Invasive Species Compendium

Detailed coverage of invasive species threatening livelihoods and the environment worldwide

Abstract

Efficient use of sentinel sites: detection of invasive honeybee pests and diseases in the UK.

Abstract

Sentinel sites, where problems can be identified early or investigated in detail, form an important part of planning for exotic disease outbreaks in humans, livestock and plants. Key questions are: how many sentinels are required, where should they be positioned and how effective are they at rapidly identifying new invasions? The sentinel apiary system for invasive honeybee pests and diseases illustrates the costs and benefits of such approaches. Here, we address these issues with two mathematical modelling approaches. The first approach is generic and uses probabilistic arguments to calculate the average number of affected sites when an outbreak is first detected, providing rapid and general insights that we have applied to a range of infectious diseases.
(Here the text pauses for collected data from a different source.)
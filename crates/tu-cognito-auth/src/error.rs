//! Credential broker error types.

use aws_sdk_cognitoidentity::error::{DisplayErrorContext, SdkError};
use thiserror::Error;

/// Errors that can occur while resolving device credentials.
#[derive(Debug, Error)]
pub enum AuthError {
    /// Identity service or authorizer unreachable (dispatch failure, timeout).
    #[error("connectivity error: {0}")]
    Connectivity(String),

    #[error("identity federation error: {0}")]
    Identity(String),

    #[error("authorizer error: {0}")]
    Authorizer(String),

    #[error("malformed authorizer response: {0}")]
    MalformedResponse(String),

    #[error("authorizer response has no credentials.token")]
    MissingToken,

    #[error("identity service returned no {0}")]
    MissingCredentials(&'static str),

    #[error("serialization error: {0}")]
    Serialization(String),
}

/// Convenience alias for credential broker results.
pub type AuthResult<T> = Result<T, AuthError>;

/// Map an AWS SDK error, splitting transport failures from service errors.
pub(crate) fn from_sdk_error<E, R>(
    err: SdkError<E, R>,
    service: impl FnOnce(String) -> AuthError,
) -> AuthError
where
    E: std::error::Error + 'static,
    R: std::fmt::Debug,
{
    let detail = DisplayErrorContext(&err).to_string();
    match err {
        SdkError::DispatchFailure(_) | SdkError::TimeoutError(_) => AuthError::Connectivity(detail),
        _ => service(detail),
    }
}
//! Connection status shared between a transport handle and its driver.

use std::sync::Arc;

use tokio::sync::watch;

/// Lifecycle of one broker connection.
///
/// `Unconnected → Connecting → Connected → Closed`, with `Disconnected`
/// while the underlying client is between sessions.
#[derive(Debug, Clone, Copy, PartialEq, Eq)]
pub enum ConnectionStatus {
    Unconnected,
    Connecting,
    Connected,
    Disconnected,
    Closed,
}

impl std::fmt::Display for ConnectionStatus {
    fn fmt(&self, f: &mut std::fmt::Formatter<'_>) -> std::fmt::Result {
        let s = match self {
            Self::Unconnected => "unconnected",
            Self::Connecting => "connecting",
            Self::Connected => "connected",
            Self::Disconnected => "disconnected",
            Self::Closed => "closed",
        };
        f.write_str(s)
    }
}

/// Cloneable handle over a `watch` channel holding the current status.
///
/// `Closed` is terminal: once set, later updates are ignored.
#[derive(Debug, Clone)]
pub struct StatusHandle {
    tx: Arc<watch::Sender<ConnectionStatus>>,
}

impl StatusHandle {
    pub fn new(initial: ConnectionStatus) -> Self {
        let (tx, _rx) = watch::channel(initial);
        Self { tx: Arc::new(tx) }
    }

    pub fn get(&self) -> ConnectionStatus {
        *self.tx.borrow()
    }

    /// Update the status unless the connection is already closed.
    pub fn set(&self, status: ConnectionStatus) {
        self.tx.send_if_modified(|current| {
            if *current == ConnectionStatus::Closed || *current == status {
                false
            } else {
                *current = status;
                true
            }
        });
    }

    /// Mark the connection closed, returning the status it had before.
    pub fn close(&self) -> ConnectionStatus {
        self.tx.send_replace(ConnectionStatus::Closed)
    }
}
The second approach uses a computationally intensive, stochastic, spatial model to simulate multiple outbreaks and to determine appropriate sentinel locations for UK apiaries. Both models quantify the anticipated increase in success of sentinel sites as their number increases and as non-sentinel sites become worse at detection; however, unexpectedly sentinels perform relatively better for faster growing outbreaks. Additionally, the spatial model allows us to quantify the substantial role that carefully positioned sentinels can play in the rapid detection of exotic invasions.